When Ukraine’s long-awaited counteroffensive finally begins, the fight will be led by brigades armed not only with Western weapons but also Western know-how, gleaned from months of training aimed at transforming Ukraine’s military into a modern force skilled in NATO’s most advanced warfare tactics. The brigade’s leadership trained with computers that simulated situations they might face in real life, planning assaults, then let the program show them the results — how their Russians might respond, where they could make a breakthrough and where they would suffer losses. Whole Ukrainian units have been sent to Germany to learn “interoperability among different units.”

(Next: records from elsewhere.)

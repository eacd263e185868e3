//! Prelude module for common searchlet types and traits
//!
//! Re-exports the most commonly used types for easy importing with
//! `use searchlet::prelude::*;`

pub use crate::core::{
    config::{SearchProfile, SearchViewOptions},
    geo::{LatLng, LatLngBounds, Point},
    viewport::Viewport,
};

pub use crate::cluster::factor::{factor_for_span, ClusterBucket, MIN_FACTOR};

pub use crate::data::geojson::{FeatureCollection, GeoFeature};

pub use crate::query::{
    field::{FieldName, QueryField},
    state::QueryState,
    tags::{Tag, TagStyle},
};

pub use crate::facets::{
    links::normalize_facet_href,
    sort::{sort_entries, FacetEntry, FacetSort},
};

pub use crate::map::{
    layer::{GeoLayer, LayerSlot, TileLayerConfig},
    marker::{ClusterMarker, Marker},
    view::MapView,
};

pub use crate::view::{
    foldout::FoldoutConfig,
    image_fit::{fit_rect, FitMode, HorizontalAlign, Rect, Size, VerticalAlign},
    panel::SidePanel,
    tabs::{TabState, ViewTab},
};

pub use crate::backend::{
    client::SearchClient,
    fetch::{spawn_fetch, FetchJob, FetchOutcome, GeoFetcher},
};

pub use crate::events::{EventManager, KeyCode, ViewEvent};

pub use crate::spatial::index::{SpatialIndex, SpatialItem};

pub use crate::runtime::{runtime, spawn, spawn_with_result, AsyncHandle, AsyncSpawner};

#[cfg(feature = "egui")]
pub use crate::ui::{
    panel::PanelUi,
    popup::{Popup, PopupManager, PopupStyle},
    tabs::TabsUi,
    tags::TagsUi,
};

pub use crate::{Error as SearchError, Result};

pub use std::{
    sync::Arc,
    time::{Duration, Instant},
};

pub use fxhash::{FxHashMap as HashMap, FxHashSet as HashSet, FxHasher};

pub use futures::Future;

What Ukraine Needs To Do To Win After the Counteroffensive

Ukraine has fought an existential fight for survival and come out ahead. It has superior weapons from committed allies, a battle-hardened soldiery and officer corps exhibiting determination, resilience, creativity, adaptibility, all under smart leadership. 

The remaining building blocks for achieving the nation's goals in this war are more intangible than tangible. They have the tanks, guns and drones. What is now required is the training and coordination to win at scale rather than in localized engagements against a depleted and demoralized enemy. There will not be time for this before the counteroffensive kicks off, but to sustain their military and country, moving out from under the Soviet system will be crucial. JL 

Eric Kramer and Paul Schneider report in War On the Rocks:

The Ukrainian Armed Forces have performed admirably but need to refocus their training and operations on combined arms operations and to become adept at operating at night. Ukraine is in an existential fight for its existence, and interservice rivalry needs be set aside. History has repeatedly shown how a well-trained and properly led military can beat a poorly trained army.  The challenging part is changing the mentality of senior leaders who have spent decades in the Soviet system to a mission command philosophy that allows for flexibility and initiative with the understanding that it will not result in a disaster or a prison sentence but rather battlefield victory.